Extracted material.
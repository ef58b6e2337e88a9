//! Canonical value registry
//!
//! Maps identifying tokens (integers or strings) onto canonical values of a
//! bounded domain. Each domain owns one `Registry`, built on first use and
//! immutable afterwards:
//!
//! ```text
//! by_token("tw") ──► label prefix ──► integer literal ──► partial name ──► None
//!                         │                 │                   │
//!                         └────────────► by_measure ◄───────────┘
//! ```

mod domain;
mod error;
mod value;

use std::cmp::Ordering;
use std::iter::FusedIterator;
use std::marker::PhantomData;
use std::ops::Range;

use log::debug;

pub use domain::ValueDomain;
pub use error::{RegistryError, RegistryResult};
pub use value::CanonicalValue;

use crate::values::Measure;

/// Lookup tables for one value domain
pub struct Registry<D> {
    /// Case-folded labels in registration order
    labels: Vec<(String, CanonicalValue<D>)>,
}

impl<D: ValueDomain> Registry<D> {
    /// Build the registry from the domain's named constants
    pub fn new() -> Self {
        let labels: Vec<_> = D::NAMED
            .iter()
            .filter(|(measure, _)| D::contains(*measure))
            .map(|(measure, label)| (label.to_lowercase(), CanonicalValue::raw(*measure)))
            .collect();

        debug!(
            "{} registry initialized: {} named constants, measures {}..={}",
            D::NAME,
            labels.len(),
            D::MIN,
            D::MAX
        );

        Self { labels }
    }

    /// Exact lookup; `None` outside `[MIN, MAX]`
    pub fn by_measure(&self, measure: Measure) -> Option<CanonicalValue<D>> {
        D::contains(measure).then(|| CanonicalValue::raw(measure))
    }

    /// Token lookup
    ///
    /// Tried in order: case-insensitive prefix of a named constant's label
    /// (earliest registered wins), integer literal, then the leading numeric
    /// segment scaled by each of the domain's prefix multipliers as long as
    /// the resolved canonical name still starts with the token.
    pub fn by_token(&self, token: &str) -> Option<CanonicalValue<D>> {
        if token.is_empty() {
            return None;
        }
        let folded = token.to_lowercase();

        if let Some((_, value)) = self.labels.iter().find(|(label, _)| label.starts_with(&folded)) {
            return Some(*value);
        }

        if let Some(value) = token
            .parse::<Measure>()
            .ok()
            .and_then(|measure| self.by_measure(measure))
        {
            return Some(value);
        }

        self.by_partial_name(&folded)
    }

    fn by_partial_name(&self, folded: &str) -> Option<CanonicalValue<D>> {
        if D::PREFIX_MULTIPLIERS.is_empty() {
            return None;
        }
        let lead = folded.split('_').next()?;
        if lead.is_empty() || !lead.bytes().all(|b| b.is_ascii_digit()) {
            return None;
        }
        let base: Measure = lead.parse().ok()?;

        D::PREFIX_MULTIPLIERS
            .iter()
            .filter_map(|k| base.checked_mul(*k))
            .filter_map(|measure| self.by_measure(measure))
            .find(|value| value.name().to_lowercase().starts_with(folded))
    }

    /// Lazy ascending sequence of every value in the domain
    pub fn values(&self) -> Values<D> {
        Values::new()
    }

    /// Named constants in registration order
    pub fn named(&self) -> impl Iterator<Item = CanonicalValue<D>> + '_ {
        self.labels.iter().map(|(_, value)| *value)
    }
}

impl<D: ValueDomain> Default for Registry<D> {
    fn default() -> Self {
        Self::new()
    }
}

/// Total order over lookup results
///
/// Values compare by measure; a missing value (`None`) sorts after every
/// concrete value, on either side, and two missing values are equal.
pub fn compare<D>(a: Option<&CanonicalValue<D>>, b: Option<&CanonicalValue<D>>) -> Ordering {
    match (a, b) {
        (Some(a), Some(b)) => a.cmp(b),
        (Some(_), None) => Ordering::Less,
        (None, Some(_)) => Ordering::Greater,
        (None, None) => Ordering::Equal,
    }
}

/// Iterator over `[MIN, MAX]` of a domain
///
/// Restart by asking the registry for a new one.
pub struct Values<D> {
    range: Range<Measure>,
    _domain: PhantomData<fn() -> D>,
}

impl<D: ValueDomain> Values<D> {
    fn new() -> Self {
        Self {
            range: D::MIN..D::MAX.saturating_add(1),
            _domain: PhantomData,
        }
    }
}

impl<D: ValueDomain> Iterator for Values<D> {
    type Item = CanonicalValue<D>;

    fn next(&mut self) -> Option<Self::Item> {
        self.range.next().map(CanonicalValue::raw)
    }

    fn size_hint(&self) -> (usize, Option<usize>) {
        self.range.size_hint()
    }
}

impl<D: ValueDomain> DoubleEndedIterator for Values<D> {
    fn next_back(&mut self) -> Option<Self::Item> {
        self.range.next_back().map(CanonicalValue::raw)
    }
}

impl<D: ValueDomain> ExactSizeIterator for Values<D> {}

impl<D: ValueDomain> FusedIterator for Values<D> {}
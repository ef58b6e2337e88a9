//! Concrete bounded value domains
//!
//! - Price ranges in pips (range bars, renko bricks)
//! - Tick bar sizes in ticks
//! - Line break lookbacks in lines

mod line_break;
mod price_range;
mod tick_bar_size;

pub use line_break::{LineBreakLookback, Lines};
pub use price_range::{Pips, PriceRange};
pub use tick_bar_size::{TickBarSize, Ticks};
use std::sync::OnceLock;

use crate::registry::{CanonicalValue, Registry, ValueDomain};
use crate::values::Measure;

/// Line count domain: 2..=10 lines of lookback
pub struct Lines;

impl ValueDomain for Lines {
    const NAME: &'static str = "LineBreakLookback";
    const MIN: Measure = 2;
    const MAX: Measure = 10;
    const UNIT: &'static str = "LINES";
    const NAMED: &'static [(Measure, &'static str)] =
        &[(2, "TWO_LINES"), (3, "THREE_LINES"), (4, "FOUR_LINES")];

    fn registry() -> &'static Registry<Self> {
        static REGISTRY: OnceLock<Registry<Lines>> = OnceLock::new();
        REGISTRY.get_or_init(Registry::new)
    }
}

/// How many previous lines a line break chart compares a close against
pub type LineBreakLookback = CanonicalValue<Lines>;

impl CanonicalValue<Lines> {
    pub const TWO_LINES: Self = Self::raw(2);
    pub const THREE_LINES: Self = Self::raw(3);
    pub const FOUR_LINES: Self = Self::raw(4);

    pub fn lines(&self) -> Measure {
        self.measure()
    }
}
//! Currency identities
//!
//! Currencies are interned by code: every lookup of "EUR" yields the same
//! shared instance, linked to its ISO 4217 metadata. Codes outside ISO 4217
//! (crypto assets, broker-specific codes) are interned too, without metadata.

mod cache;
mod identity;
mod iso;
mod pair;

pub use cache::CurrencyCache;
pub use identity::Currency;
pub use iso::IsoCurrency;
pub use pair::CurrencyPair;
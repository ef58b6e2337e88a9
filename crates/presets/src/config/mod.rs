pub mod loader;
pub mod types;

pub use loader::{ConfigError, load_config, load_config_from_str, load_default_config};
pub use types::{AggregationConfig, PresetConfig, PresetConfigFile, Token};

Instructions to follow. The task requires an exact transcription of all the data.

Result of the task.
repository ef58b6e2337e88a9
//! Canonical value registry
//!
//! Maps identifying tokens (integers or strings) onto canonical values of a
//! bounded domain. Each domain owns one `Registry`, built on first use and
//! immutable afterwards:
//!
//! ```text
//! by_token("tw") ──► label prefix ──► integer literal ──► partial name ──► None
//!                         │                 │                   │
//!                         └────────────► by_measure ◄───────────┘
//! ```

mod domain;
mod error;
mod value;

use std::cmp::Ordering;
use std::iter::FusedIterator;
use std::marker::PhantomData;
use std::ops::Range;

use log::debug;

pub use domain::ValueDomain;
pub use error::{RegistryError, RegistryResult};
pub use value::CanonicalValue;

use crate::values::Measure;

/// Lookup tables for one value domain
pub struct Registry<D> {
    /// Case-folded labels in registration order
    labels: Vec<(String, CanonicalValue<D>)>,
}

impl<D: ValueDomain> Registry<D> {
    /// Build the registry from the domain's named constants
    pub fn new() -> Self {
        let labels: Vec<_> = D::NAMED
            .iter()
            .filter(|(measure, _)| D::contains(*measure))
            .map(|(measure, label)| (label.to_lowercase(), CanonicalValue::raw(*measure)))
            .collect();

        debug!(
            "{} registry initialized: {} named constants, measures {}..={}",
            D::NAME,
            labels.len(),
            D::MIN,
            D::MAX
        );

        Self { labels }
    }

    /// Exact lookup; `None` outside `[MIN, MAX]`
    pub fn by_measure(&self, measure: Measure) -> Option<CanonicalValue<D>> {
        D::contains(measure).then(|| CanonicalValue::raw(measure))
    }

    /// Token lookup
    ///
    /// Tried in order: case-insensitive prefix of a named constant's label
    /// (earliest registered wins), integer literal, then the leading numeric
    /// segment scaled by each of the domain's prefix multipliers as long as
    /// the resolved canonical name still starts with the token.
    pub fn by_token(&self, token: &str) -> Option<CanonicalValue<D>> {
        if token.is_empty() {
            return None;
        }
        let folded = token.to_lowercase();

        if let Some((_, value)) = self.labels.iter().find(|(label, _)| label.starts_with(&folded)) {
            return Some(*value);
        }

        if let Some(value) = token
            .parse::<Measure>()
            .ok()
            .and_then(|measure| self.by_measure(measure))
        {
            return Some(value);
        }

        self.by_partial_name(&folded)
    }

    fn by_partial_name(&self, folded: &str) -> Option<CanonicalValue<D>> {
        if D::PREFIX_MULTIPLIERS.is_empty() {
            return None;
        }
        let lead = folded.split('_').next()?;
        if lead.is_empty() || !lead.bytes().all(|b| b.is_ascii_digit()) {
            return None;
        }
        let base: Measure = lead.parse().ok()?;

        D::PREFIX_MULTIPLIERS
            .iter()
            .filter_map(|k| base.checked_mul(*k))
            .filter_map(|measure| self.by_measure(measure))
            .find(|value| value.name().to_lowercase().starts_with(folded))
    }

    /// Lazy ascending sequence of every value in the domain
    pub fn values(&self) -> Values<D> {
        Values::new()
    }

    /// Named constants in registration order
    pub fn named(&self) -> impl Iterator<Item = CanonicalValue<D>> + '_ {
        self.labels.iter().map(|(_, value)| *value)
    }
}

impl<D: ValueDomain> Default for Registry<D> {
    fn default() -> Self {
        Self::new()
    }
}

/// Total order over lookup results
///
/// Values compare by measure; a missing value (`None`) sorts after every
/// concrete value, on either side, and two missing values are equal.
pub fn compare<D>(a: Option<&CanonicalValue<D>>, b: Option<&CanonicalValue<D>>) -> Ordering {
    match (a, b) {
        (Some(a), Some(b)) => a.cmp(b),
        (Some(_), None) => Ordering::Less,
        (None, Some(_)) => Ordering::Greater,
        (None, None) => Ordering::Equal,
    }
}

/// Iterator over `[MIN, MAX]` of a domain
///
/// Restart by asking the registry for a new one.
pub struct Values<D> {
    range: Range<Measure>,
    _domain: PhantomData<fn() -> D>,
}

impl<D: ValueDomain> Values<D> {
    fn new() -> Self {
        Self {
            range: D::MIN..D::MAX.saturating_add(1),
            _domain: PhantomData,
        }
    }
}

impl<D: ValueDomain> Iterator for Values<D> {
    type Item = CanonicalValue<D>;

    fn next(&mut self) -> Option<Self::Item> {
        self.range.next().map(CanonicalValue::raw)
    }

    fn size_hint(&self) -> (usize, Option<usize>) {
        self.range.size_hint()
    }
}

impl<D: ValueDomain> DoubleEndedIterator for Values<D> {
    fn next_back(&mut self) -> Option<Self::Item> {
        self.range.next_back().map(CanonicalValue::raw)
    }
}

impl<D: ValueDomain> ExactSizeIterator for Values<D> {}

impl<D: ValueDomain> FusedIterator for Values<D> {}
repository ef58b6e2337e88a9
//! Concrete bounded value domains
//!
//! - Price ranges in pips (range bars, renko bricks)
//! - Tick bar sizes in ticks
//! - Line break lookbacks in lines

mod line_break;
mod price_range;
mod tick_bar_size;

pub use line_break::{LineBreakLookback, Lines};
pub use price_range::{Pips, PriceRange};
pub use tick_bar_size::{TickBarSize, Ticks};
use std::sync::OnceLock;

use crate::registry::{CanonicalValue, Registry, ValueDomain};
use crate::values::Measure;

/// Line count domain: 2..=10 lines of lookback
pub struct Lines;

impl ValueDomain for Lines {
    const NAME: &'static str = "LineBreakLookback";
    const MIN: Measure = 2;
    const MAX: Measure = 10;
    const UNIT: &'static str = "LINES";
    const NAMED: &'static [(Measure, &'static str)] =
        &[(2, "TWO_LINES"), (3, "THREE_LINES"), (4, "FOUR_LINES")];

    fn registry() -> &'static Registry<Self> {
        static REGISTRY: OnceLock<Registry<Lines>> = OnceLock::new();
        REGISTRY.get_or_init(Registry::new)
    }
}

/// How many previous lines a line break chart compares a close against
pub type LineBreakLookback = CanonicalValue<Lines>;

impl CanonicalValue<Lines> {
    pub const TWO_LINES: Self = Self::raw(2);
    pub const THREE_LINES: Self = Self::raw(3);
    pub const FOUR_LINES: Self = Self::raw(4);

    pub fn lines(&self) -> Measure {
        self.measure()
    }
}
//! Currency identities
//!
//! Currencies are interned by code: every lookup of "EUR" yields the same
//! shared instance, linked to its ISO 4217 metadata. Codes outside ISO 4217
//! (crypto assets, broker-specific codes) are interned too, without metadata.

mod cache;
mod identity;
mod iso;
mod pair;

pub use cache::CurrencyCache;
pub use identity::Currency;
pub use iso::IsoCurrency;
pub use pair::CurrencyPair;
repository ef58b6e2337e88a9
filename crates/presets/src/config/mod.rs
pub mod loader;
pub mod types;

pub use loader::{ConfigError, load_config, load_config_from_str, load_default_config};
pub use types::{AggregationConfig, PresetConfig, PresetConfigFile, Token};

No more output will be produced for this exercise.